- [Problem to solve]:
Please copy each line of the listing below in which the word "pair" appears.

- [Data excerpts]:

"""

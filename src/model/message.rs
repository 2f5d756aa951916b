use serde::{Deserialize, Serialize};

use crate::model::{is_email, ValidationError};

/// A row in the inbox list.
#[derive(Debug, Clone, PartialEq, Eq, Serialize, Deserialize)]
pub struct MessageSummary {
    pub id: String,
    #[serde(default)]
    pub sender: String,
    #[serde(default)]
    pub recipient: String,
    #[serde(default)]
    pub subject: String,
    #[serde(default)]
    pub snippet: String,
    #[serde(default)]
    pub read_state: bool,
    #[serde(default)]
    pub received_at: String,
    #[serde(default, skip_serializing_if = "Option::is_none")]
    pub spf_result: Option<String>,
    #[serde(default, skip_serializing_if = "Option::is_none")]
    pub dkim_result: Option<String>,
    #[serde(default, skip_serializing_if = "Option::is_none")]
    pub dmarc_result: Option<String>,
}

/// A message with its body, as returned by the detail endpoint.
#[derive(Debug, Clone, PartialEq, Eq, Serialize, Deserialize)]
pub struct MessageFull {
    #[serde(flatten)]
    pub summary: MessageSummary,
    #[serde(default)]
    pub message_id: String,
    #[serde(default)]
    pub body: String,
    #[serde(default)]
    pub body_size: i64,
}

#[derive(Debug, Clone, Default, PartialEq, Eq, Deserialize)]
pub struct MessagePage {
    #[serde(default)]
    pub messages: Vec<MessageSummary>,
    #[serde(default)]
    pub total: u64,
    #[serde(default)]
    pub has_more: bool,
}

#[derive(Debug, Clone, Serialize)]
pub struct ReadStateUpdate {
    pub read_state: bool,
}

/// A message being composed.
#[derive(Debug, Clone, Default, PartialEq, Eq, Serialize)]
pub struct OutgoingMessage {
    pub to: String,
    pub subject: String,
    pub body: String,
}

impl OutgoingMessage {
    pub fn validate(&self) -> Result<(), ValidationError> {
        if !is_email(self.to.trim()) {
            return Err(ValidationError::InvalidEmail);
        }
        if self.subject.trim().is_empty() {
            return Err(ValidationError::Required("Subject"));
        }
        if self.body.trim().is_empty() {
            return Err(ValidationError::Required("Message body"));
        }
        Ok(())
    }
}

"""
"""

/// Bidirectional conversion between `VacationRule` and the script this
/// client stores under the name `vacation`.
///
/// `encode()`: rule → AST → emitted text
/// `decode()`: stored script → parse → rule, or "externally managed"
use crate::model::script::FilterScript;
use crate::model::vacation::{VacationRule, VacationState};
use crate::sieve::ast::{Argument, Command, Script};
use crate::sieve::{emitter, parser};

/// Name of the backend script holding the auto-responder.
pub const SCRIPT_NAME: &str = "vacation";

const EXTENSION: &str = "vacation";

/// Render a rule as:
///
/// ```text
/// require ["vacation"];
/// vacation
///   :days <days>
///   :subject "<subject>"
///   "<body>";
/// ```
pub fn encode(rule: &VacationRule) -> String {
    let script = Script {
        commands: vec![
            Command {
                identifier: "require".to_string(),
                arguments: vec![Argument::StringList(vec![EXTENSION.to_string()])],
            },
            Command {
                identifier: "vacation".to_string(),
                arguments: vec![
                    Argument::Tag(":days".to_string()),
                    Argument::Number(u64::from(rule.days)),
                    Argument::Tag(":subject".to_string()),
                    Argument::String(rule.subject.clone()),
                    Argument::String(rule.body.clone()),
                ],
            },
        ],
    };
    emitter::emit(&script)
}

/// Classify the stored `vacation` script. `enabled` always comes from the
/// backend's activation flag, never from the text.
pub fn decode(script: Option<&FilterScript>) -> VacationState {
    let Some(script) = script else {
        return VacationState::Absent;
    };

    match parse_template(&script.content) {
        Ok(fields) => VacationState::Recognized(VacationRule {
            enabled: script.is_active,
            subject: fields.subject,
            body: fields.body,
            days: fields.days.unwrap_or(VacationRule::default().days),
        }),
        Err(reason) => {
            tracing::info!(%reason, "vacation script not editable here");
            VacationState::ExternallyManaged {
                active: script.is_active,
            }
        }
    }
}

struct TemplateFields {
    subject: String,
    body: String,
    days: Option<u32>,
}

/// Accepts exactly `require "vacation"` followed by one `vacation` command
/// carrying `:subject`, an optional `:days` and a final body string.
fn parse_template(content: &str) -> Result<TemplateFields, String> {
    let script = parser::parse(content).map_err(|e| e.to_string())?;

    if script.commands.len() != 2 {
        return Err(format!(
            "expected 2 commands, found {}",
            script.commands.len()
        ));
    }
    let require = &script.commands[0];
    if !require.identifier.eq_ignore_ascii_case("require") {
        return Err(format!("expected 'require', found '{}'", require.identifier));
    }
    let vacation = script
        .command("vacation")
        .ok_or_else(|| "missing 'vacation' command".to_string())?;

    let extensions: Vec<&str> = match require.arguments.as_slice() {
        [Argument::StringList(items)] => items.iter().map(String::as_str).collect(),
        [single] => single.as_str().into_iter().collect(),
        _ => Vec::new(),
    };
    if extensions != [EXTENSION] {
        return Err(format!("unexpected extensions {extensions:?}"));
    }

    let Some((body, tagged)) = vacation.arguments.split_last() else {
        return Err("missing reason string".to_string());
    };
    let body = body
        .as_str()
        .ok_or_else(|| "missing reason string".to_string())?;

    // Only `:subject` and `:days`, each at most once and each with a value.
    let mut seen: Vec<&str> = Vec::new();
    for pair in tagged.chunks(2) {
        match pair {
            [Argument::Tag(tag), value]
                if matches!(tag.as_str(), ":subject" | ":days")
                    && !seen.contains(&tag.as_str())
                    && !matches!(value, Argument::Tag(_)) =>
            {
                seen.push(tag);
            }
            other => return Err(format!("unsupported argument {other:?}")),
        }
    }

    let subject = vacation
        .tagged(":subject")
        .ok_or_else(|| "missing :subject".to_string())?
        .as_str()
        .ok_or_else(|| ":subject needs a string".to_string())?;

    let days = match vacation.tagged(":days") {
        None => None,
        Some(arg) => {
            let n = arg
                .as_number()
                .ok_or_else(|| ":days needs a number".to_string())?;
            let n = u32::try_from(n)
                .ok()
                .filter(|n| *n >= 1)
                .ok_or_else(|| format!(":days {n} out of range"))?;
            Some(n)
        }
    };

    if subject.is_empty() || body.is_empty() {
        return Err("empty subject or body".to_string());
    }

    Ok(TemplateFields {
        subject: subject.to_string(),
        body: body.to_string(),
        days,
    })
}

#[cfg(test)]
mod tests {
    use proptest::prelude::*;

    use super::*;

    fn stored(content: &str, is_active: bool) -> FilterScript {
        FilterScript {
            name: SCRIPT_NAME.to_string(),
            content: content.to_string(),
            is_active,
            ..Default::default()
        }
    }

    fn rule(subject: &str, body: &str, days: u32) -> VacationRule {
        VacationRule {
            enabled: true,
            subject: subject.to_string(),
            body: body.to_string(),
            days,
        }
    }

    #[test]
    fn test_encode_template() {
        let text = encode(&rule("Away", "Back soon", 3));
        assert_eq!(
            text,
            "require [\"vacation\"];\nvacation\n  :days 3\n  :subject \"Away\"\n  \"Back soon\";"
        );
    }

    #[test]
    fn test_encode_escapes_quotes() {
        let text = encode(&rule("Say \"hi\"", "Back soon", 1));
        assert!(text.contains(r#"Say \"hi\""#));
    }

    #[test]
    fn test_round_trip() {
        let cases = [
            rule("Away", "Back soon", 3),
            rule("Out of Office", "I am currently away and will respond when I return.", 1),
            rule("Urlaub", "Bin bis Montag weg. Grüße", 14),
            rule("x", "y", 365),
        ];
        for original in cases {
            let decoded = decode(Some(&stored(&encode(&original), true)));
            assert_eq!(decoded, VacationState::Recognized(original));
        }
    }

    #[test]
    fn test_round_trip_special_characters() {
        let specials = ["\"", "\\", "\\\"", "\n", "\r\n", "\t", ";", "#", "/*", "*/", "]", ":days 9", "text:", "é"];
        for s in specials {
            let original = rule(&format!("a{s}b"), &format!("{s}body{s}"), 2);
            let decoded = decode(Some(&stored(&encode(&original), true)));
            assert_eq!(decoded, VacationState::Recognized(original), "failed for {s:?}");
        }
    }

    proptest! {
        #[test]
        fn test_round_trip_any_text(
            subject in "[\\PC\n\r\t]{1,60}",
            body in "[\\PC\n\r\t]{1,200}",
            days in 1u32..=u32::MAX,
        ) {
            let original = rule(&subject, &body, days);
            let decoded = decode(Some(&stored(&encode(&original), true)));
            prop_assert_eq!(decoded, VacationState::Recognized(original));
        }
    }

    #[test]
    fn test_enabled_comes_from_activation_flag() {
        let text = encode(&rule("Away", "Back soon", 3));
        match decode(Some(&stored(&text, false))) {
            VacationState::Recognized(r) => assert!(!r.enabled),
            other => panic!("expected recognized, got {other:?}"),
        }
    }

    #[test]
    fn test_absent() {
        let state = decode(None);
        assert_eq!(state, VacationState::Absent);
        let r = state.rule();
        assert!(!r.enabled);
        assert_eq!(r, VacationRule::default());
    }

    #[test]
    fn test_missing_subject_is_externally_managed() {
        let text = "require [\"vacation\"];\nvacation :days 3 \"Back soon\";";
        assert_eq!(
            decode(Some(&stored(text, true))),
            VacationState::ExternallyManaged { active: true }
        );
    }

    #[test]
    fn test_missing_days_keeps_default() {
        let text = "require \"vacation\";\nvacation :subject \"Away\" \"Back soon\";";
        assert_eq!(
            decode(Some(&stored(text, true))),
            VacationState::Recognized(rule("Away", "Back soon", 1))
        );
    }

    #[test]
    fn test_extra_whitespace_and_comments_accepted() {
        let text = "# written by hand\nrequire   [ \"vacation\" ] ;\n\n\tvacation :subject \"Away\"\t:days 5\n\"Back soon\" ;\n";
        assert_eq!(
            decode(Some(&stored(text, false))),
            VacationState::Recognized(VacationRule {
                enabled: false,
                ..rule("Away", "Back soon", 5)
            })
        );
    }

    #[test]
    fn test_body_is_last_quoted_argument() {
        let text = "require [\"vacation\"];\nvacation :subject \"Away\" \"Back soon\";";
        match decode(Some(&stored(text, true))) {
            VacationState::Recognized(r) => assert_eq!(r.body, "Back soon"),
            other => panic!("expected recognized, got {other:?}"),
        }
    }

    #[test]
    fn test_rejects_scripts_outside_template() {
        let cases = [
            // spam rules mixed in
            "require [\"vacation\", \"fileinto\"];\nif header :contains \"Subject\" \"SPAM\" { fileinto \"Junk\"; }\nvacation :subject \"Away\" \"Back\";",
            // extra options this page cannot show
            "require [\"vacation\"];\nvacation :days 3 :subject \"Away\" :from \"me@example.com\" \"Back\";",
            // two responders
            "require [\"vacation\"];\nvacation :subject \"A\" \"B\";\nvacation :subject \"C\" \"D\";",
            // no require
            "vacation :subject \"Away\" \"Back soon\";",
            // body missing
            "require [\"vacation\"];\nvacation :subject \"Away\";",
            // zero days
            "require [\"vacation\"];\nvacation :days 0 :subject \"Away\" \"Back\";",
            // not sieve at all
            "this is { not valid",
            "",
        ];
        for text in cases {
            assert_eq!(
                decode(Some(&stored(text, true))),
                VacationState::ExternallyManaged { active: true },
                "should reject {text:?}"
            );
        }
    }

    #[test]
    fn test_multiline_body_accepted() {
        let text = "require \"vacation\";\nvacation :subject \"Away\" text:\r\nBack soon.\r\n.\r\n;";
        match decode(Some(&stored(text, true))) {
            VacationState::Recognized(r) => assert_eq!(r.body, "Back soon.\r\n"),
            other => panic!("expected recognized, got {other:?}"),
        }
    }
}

"""

- [Reply]:
    for pair in tagged.chunks(2) {
        match pair {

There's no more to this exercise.